We need a way to detect these errors early on, not wait at runtime. In this specific case, the error occurred shortly after booting the program, but we're worried there might be other dormant issues like this.

Maybe using ASAN will be one way to detect such errors? (https://github.com/google/sanitizers/wiki/AddressSanitizerOneDefinitionRuleViolation) But again it's tedious because the detection occurs at runtime.

Do you think it would be possible to warn in the linker?

Even at that, we're using quite a few commercial libraries which we don't have the code for. Would that mean that we'd somehow need to tag all those public APIs with [[clang::lto_visibility_public]] ? (or maybe a compiler option?)

Quuxplusone commented 4 years ago

I think the short answer is that -fwhole-program-vtables only works when the entire DSO participates in LTO, i.e. all the vtable uses are in LLVM IR. The feature sort of assumes that most statically linked code will be IR compiled from source. The feature overloads the platform's standard DSO visibility markers (default/hidden visibility or dllimport/export) to detect classes that are used across DSO (and therefore LTO) boundaries. The LTO visibility markers exist as an escape hatch for cases when those DSO markers don't exactly match the native/bitcode boundaries.

I suspect it's infeasible for the linker to warn about this. You don't need to link against the vtable from native code to rely on its layout. A plain virtual call does not reference the class vtable or any other symbols.

We could come up with a safer mode where the defaults are inverted: only classes carrying an explicit attribute (and perhaps their derived classes) participate in vtable optimization in LTO. Maybe this mode already exists.

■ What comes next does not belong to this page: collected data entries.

use anyhow::{anyhow, Result};
use serde::{Deserialize, Serialize};
use std::time::Duration;

use crate::config::{LlmConfig, LlmProviderType};

/// Trait for LLM providers that can run a single chat completion.
pub trait CompletionProvider: Send + Sync {
    /// Run one completion with a system instruction and a single user turn,
    /// returning the first choice's text content.
    fn complete(&self, system: &str, user: &str) -> Result<String>;

    /// Get the provider name for display
    fn provider_name(&self) -> &'static str;
}

/// Sampling settings shared by every provider.
#[derive(Debug, Clone, Copy)]
pub struct CompletionOptions {
    pub temperature: f32,
    pub max_tokens: u32,
    pub timeout: Duration,
}

impl From<&LlmConfig> for CompletionOptions {
    fn from(config: &LlmConfig) -> Self {
        Self {
            temperature: config.temperature,
            max_tokens: config.max_tokens,
            timeout: Duration::from_secs(config.timeout_secs),
        }
    }
}

// ============================================================================
// OpenAI-compatible provider (works with LM Studio, OpenAI, and compatible APIs)
// ============================================================================

pub struct OpenAICompatibleProvider {
    endpoint: String,
    model: String,
    api_key: Option<String>,
    options: CompletionOptions,
}

#[derive(Debug, Serialize)]
struct OpenAIChatRequest {
    model: String,
    messages: Vec<OpenAIMessage>,
    max_tokens: u32,
    temperature: f32,
}

#[derive(Debug, Serialize)]
struct OpenAIMessage {
    role: String,
    content: String,
}

#[derive(Debug, Deserialize)]
struct OpenAIChatResponse {
    choices: Vec<OpenAIChoice>,
}

#[derive(Debug, Deserialize)]
struct OpenAIChoice {
    message: OpenAIResponseMessage,
}

#[derive(Debug, Deserialize)]
struct OpenAIResponseMessage {
    content: String,
}

impl OpenAICompatibleProvider {
    pub fn new(endpoint: &str, model: &str, api_key: Option<&str>, options: CompletionOptions) -> Self {
        Self {
            endpoint: endpoint.to_string(),
            model: model.to_string(),
            api_key: api_key.map(|s| s.to_string()),
            options,
        }
    }
}

impl CompletionProvider for OpenAICompatibleProvider {
    fn complete(&self, system: &str, user: &str) -> Result<String> {
        let request = OpenAIChatRequest {
            model: self.model.clone(),
            messages: vec![
                OpenAIMessage {
                    role: "system".to_string(),
                    content: system.to_string(),
                },
                OpenAIMessage {
                    role: "user".to_string(),
                    content: user.to_string(),
                },
            ],
            max_tokens: self.options.max_tokens,
            temperature: self.options.temperature,
        };

        let url = format!("{}/chat/completions", self.endpoint);

        let agent = ureq::AgentBuilder::new().timeout(self.options.timeout).build();

        let mut req = agent.post(&url).set("Content-Type", "application/json");

        if let Some(ref api_key) = self.api_key {
            req = req.set("Authorization", &format!("Bearer {}", api_key));
        }

        let response = req
            .send_json(&request)
            .map_err(|e| anyhow!("LLM request failed: {}", e))?;

        let chat_response: OpenAIChatResponse = response
            .into_json()
            .map_err(|e| anyhow!("Failed to parse LLM response: {}", e))?;

        chat_response
            .choices
            .first()
            .map(|c| c.message.content.clone())
            .ok_or_else(|| anyhow!("No response from LLM"))
    }

    fn provider_name(&self) -> &'static str {
        "OpenAI-compatible"
    }
}

// ============================================================================
// Anthropic Claude provider
// ============================================================================

pub struct AnthropicProvider {
    api_key: String,
    model: String,
    options: CompletionOptions,
}

#[derive(Debug, Serialize)]
struct AnthropicRequest {
    model: String,
    max_tokens: u32,
    temperature: f32,
    system: String,
    messages: Vec<AnthropicMessage>,
}

#[derive(Debug, Serialize)]
struct AnthropicMessage {
    role: String,
    content: String,
}

#[derive(Debug, Deserialize)]
struct AnthropicResponse {
    content: Vec<AnthropicResponseContent>,
}

#[derive(Debug, Deserialize)]
struct AnthropicResponseContent {
    text: Option<String>,
}

impl AnthropicProvider {
    pub fn new(api_key: &str, model: Option<&str>, options: CompletionOptions) -> Self {
        Self {
            api_key: api_key.to_string(),
            model: model.unwrap_or("claude-sonnet-4-20250514").to_string(),
            options,
        }
    }
}

impl CompletionProvider for AnthropicProvider {
    fn complete(&self, system: &str, user: &str) -> Result<String> {
        let request = AnthropicRequest {
            model: self.model.clone(),
            max_tokens: self.options.max_tokens,
            temperature: self.options.temperature,
            system: system.to_string(),
            messages: vec![AnthropicMessage {
                role: "user".to_string(),
                content: user.to_string(),
            }],
        };

        let agent = ureq::AgentBuilder::new().timeout(self.options.timeout).build();

        let response = agent
            .post("https://api.anthropic.com/v1/messages")
            .set("Content-Type", "application/json")
            .set("x-api-key", &self.api_key)
            .set("anthropic-version", "2023-06-01")
            .send_json(&request)
            .map_err(|e| anyhow!("Anthropic request failed: {}", e))?;

        let anthropic_response: AnthropicResponse = response
            .into_json()
            .map_err(|e| anyhow!("Failed to parse Anthropic response: {}", e))?;

        anthropic_response
            .content
            .first()
            .and_then(|c| c.text.clone())
            .ok_or_else(|| anyhow!("No response from Anthropic"))
    }

    fn provider_name(&self) -> &'static str {
        "Anthropic Claude"
    }
}

// ============================================================================
// Ollama provider
// ============================================================================

pub struct OllamaProvider {
    endpoint: String,
    model: String,
    options: CompletionOptions,
}

#[derive(Debug, Serialize)]
struct OllamaChatRequest {
    model: String,
    messages: Vec<OllamaMessage>,
    stream: bool,
    options: OllamaOptions,
}

#[derive(Debug, Serialize)]
struct OllamaMessage {
    role: String,
    content: String,
}

#[derive(Debug, Serialize)]
struct OllamaOptions {
    temperature: f32,
    num_predict: u32,
}

#[derive(Debug, Deserialize)]
struct OllamaChatResponse {
    message: OllamaResponseMessage,
}

#[derive(Debug, Deserialize)]
struct OllamaResponseMessage {
    content: String,
}

impl OllamaProvider {
    pub fn new(endpoint: Option<&str>, model: &str, options: CompletionOptions) -> Self {
        Self {
            endpoint: endpoint.unwrap_or("http://localhost:11434").to_string(),
            model: model.to_string(),
            options,
        }
    }
}

impl CompletionProvider for OllamaProvider {
    fn complete(&self, system: &str, user: &str) -> Result<String> {
        let request = OllamaChatRequest {
            model: self.model.clone(),
            messages: vec![
                OllamaMessage {
                    role: "system".to_string(),
                    content: system.to_string(),
                },
                OllamaMessage {
                    role: "user".to_string(),
                    content: user.to_string(),
                },
            ],
            stream: false,
            options: OllamaOptions {
                temperature: self.options.temperature,
                num_predict: self.options.max_tokens,
            },
        };

        let url = format!("{}/api/chat", self.endpoint);

        let agent = ureq::AgentBuilder::new().timeout(self.options.timeout).build();

        let response = agent
            .post(&url)
            .set("Content-Type", "application/json")
            .send_json(&request)
            .map_err(|e| anyhow!("Ollama request failed: {}", e))?;

        let chat_response: OllamaChatResponse = response
            .into_json()
            .map_err(|e| anyhow!("Failed to parse Ollama response: {}", e))?;

        Ok(chat_response.message.content)
    }

    fn provider_name(&self) -> &'static str {
        "Ollama"
    }
}

// ============================================================================
// Factory function
// ============================================================================

/// Create an LLM provider based on configuration
pub fn create_provider(config: &LlmConfig) -> Box<dyn CompletionProvider> {
    let options = CompletionOptions::from(config);

    match config.provider {
        LlmProviderType::LmStudio => Box::new(OpenAICompatibleProvider::new(
            &config.endpoint,
            &config.model,
            config.api_key.as_deref(),
            options,
        )),
        LlmProviderType::OpenAI => Box::new(OpenAICompatibleProvider::new(
            "https://api.openai.com/v1",
            &config.model,
            config.api_key.as_deref(),
            options,
        )),
        LlmProviderType::Anthropic => {
            let api_key = config.api_key.as_deref().unwrap_or("");
            Box::new(AnthropicProvider::new(api_key, Some(&config.model), options))
        }
        LlmProviderType::Ollama => Box::new(OllamaProvider::new(
            Some(&config.endpoint),
            &config.model,
            options,
        )),
    }
}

I think there is prior art in the -flto-visibility-public-std flag.

Apologies for any innaccuracies above, I am not deeply familiar with this feature.

Quuxplusone commented 4 years ago
I think in our case, we are in a similar context from the runtime libraries
when building with /MT: we statically link with objects that were not built
with LTO.

ODR with LTO visibility:
------------------------

If I understand correctly, our problem is an ODR violation in this scenario:
 - a lib (e.g. runtime lib) was built using its own headers without LTO (all classes have public LTO visibility)
 - Program built with LTO uses the same headers, which classes get hidden LTO visibility.

Our crash with -fwhole-program-vtables:
--------------------------------------

Invalid devirtualization may happen when a class vtable is defined in both an
LTO and non-LTO translation units.

A class vtable can be defined:
 1) in a single translation unit: the one that defines its key function (basically, the first non-inline non-pure virtual method). No ODR here.

 2) otherwise in any translation unit that uses that class. *This is the problematic case*. Pure abstract interfaces, templated / fully inlined polymorphic classes, all have that problem.

Mitigation:
-----------

-flto-visibility-public-std  addresses this based on namespace (all classes in
namespace "std" or "stdext" have public LTO visibility).

For other libs, a similar namespace-based solution might work; or maybe
specifying include folders for which lto visibility is forced to public, in a
similar manner as system includes.

Our main issue is the validity of our builds:
Building the game with LTO, linked statically with non-LTO external libraries
is theoratically a potential source of ODR violations for LTO visibility. It
may even silently generate crashing code, as we experienced with -fwhole-
program-vtables.

We would need a way to verify that we don't have such problems.